Juno Therapeutics, a pioneer in the sizzling field of treating cancer by revving up the immune system, on Thursday said it had halted development of its lead treatment after three patient deaths, dealing a blow to a promising but still unproven approach to oncology called CAR-T immunotherapy.

The treatment, dubbed JCAR015, is created by harvesting a patient’s own immune cells and rewiring them to home in on cancer in the blood. Three patients—all younger than 25—died after excess fluids accumulated in their brains, Juno said.
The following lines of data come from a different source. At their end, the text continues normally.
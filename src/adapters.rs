use std::path::Path;

use async_trait::async_trait;

use crate::{
    model::{
        error::StorageError,
        file::{ByteStream, RemoteObject, SignOptions, WriteOptions},
    },
    stream::UploadBody,
};

pub mod gcs;
pub mod mock;

/// Object storage calls the file service delegates to. Every method is a
/// single attempt; errors come back as `StorageError::Backend` with the
/// backend's own error as source.
#[async_trait]
pub trait ObjectBackend: Send + Sync {
    async fn upload_file(
        &self,
        bucket: &str,
        path: &Path,
        destination: &str,
    ) -> Result<RemoteObject, StorageError>;

    async fn remove_object(&self, bucket: &str, key: &str) -> Result<(), StorageError>;

    /// Consumes `body` and finalizes the object only if it ends cleanly. A body
    /// error must leave no object behind.
    async fn write_stream(
        &self,
        bucket: &str,
        key: &str,
        body: UploadBody,
        options: WriteOptions,
    ) -> Result<RemoteObject, StorageError>;

    async fn read_stream(&self, bucket: &str, key: &str) -> Result<ByteStream, StorageError>;

    async fn sign_url(
        &self,
        bucket: &str,
        key: &str,
        options: SignOptions,
    ) -> Result<String, StorageError>;

    fn public_url(&self, bucket: &str, key: &str) -> String;
}
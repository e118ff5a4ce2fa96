//! Accelerator guards shared by extractors on the same device context.
//!
//! Inference on one device is serialized; image decoding, resizing and
//! vector post-processing run outside the guard.

use std::collections::HashMap;
use std::sync::{Arc, Mutex};

/// One guard per device name.
#[derive(Debug, Default)]
pub struct DeviceContexts {
    guards: HashMap<String, Arc<Mutex<()>>>,
}

impl DeviceContexts {
    /// Create an empty table.
    pub fn new() -> Self {
        Self::default()
    }

    /// Guard for a device, created on first use.
    pub fn guard(&mut self, device: &str) -> Arc<Mutex<()>> {
        Arc::clone(self.guards.entry(device.to_string()).or_default())
    }

    /// Number of distinct device contexts.
    pub fn len(&self) -> usize {
        self.guards.len()
    }

    /// Whether no device has been registered.
    pub fn is_empty(&self) -> bool {
        self.guards.is_empty()
    }
}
The first death came in May. Juno Therapeutics, which is based in Seattle, reported it to the Food and Drug Administration. Both the company and federal regulators agreed that it wasn’t clear what caused the death “and a change at that time was not warranted,” Juno CEO Hans Bishop said in a conference call.

But in the last week, two more patients died of the same issue, cerebral edemas.

The FDA then placed the study on clinical hold, meaning no new patients can be enrolled. The trial design called for 90 patients with advanced acute lymphoblastic leukemia to enroll; so far, just 20 have. Those 20 have already received their treatment, as  JCAR015, as a one-time infusion.

“Events like those in the last week are difficult and humbling for everyone involved,” Bishop said.

He acknowledged that the deaths “may lead you to question more broadly the safety of CAR-T cells.” However, he urged people not to rush to that conclusion, stating: “This is not the case.”

Juno executives blamed the deaths on their recent decision to add the chemotherapy fludarabine to the cocktail of drugs used to treat patients before administering JCAR015. The goal: To wipe out the patient’s existing immune cells, so that the genetically engineered immune cells can do their job with minimal interference.

In early safety trials, Juno used a single chemotherapy agent to do that job. But adding fludarabine in other immunotherapy trials improved outcomes with no additional risks, Bishop said, so the company decided to try it with JCAR015.

Chief Medical Officer Mark Gilbert said adult lymphocytic leukemia “may be a tougher disease to treat with a narrower therapeutic window.”

Juno has proposed to continue the trial without fludarabine and plans to submit supporting documents to the FDA this week, the company said—including updated consent forms for the patients being treated. The trial, designed to test JCAR015 in patients with advanced acute lymphoblastic leukemia, will remain on hold in the meantime. The delay could make it impossible for Juno to win approval to begin marketing the therapy next year, as the company once expected.

Juno still has a number of other CAR-T therapies in its pipeline, treating various forms of blood cancer. Bishop said Juno now expects “to be able to have the first approval in the US as early as 2018.” And the FDA plans on an expedited review process for the JCAR015 trial paperwork, he said. It normally takes about 30 days.

The news of patient deaths sent Juno’s share price down roughly 30 percent after hours on Thursday. Kite Pharma, a rival working with similar technology, fell about 14 percent. Both use modified T cells, called CAR-Ts, to treat cancer and have charted promising clinical results in blood malignancies.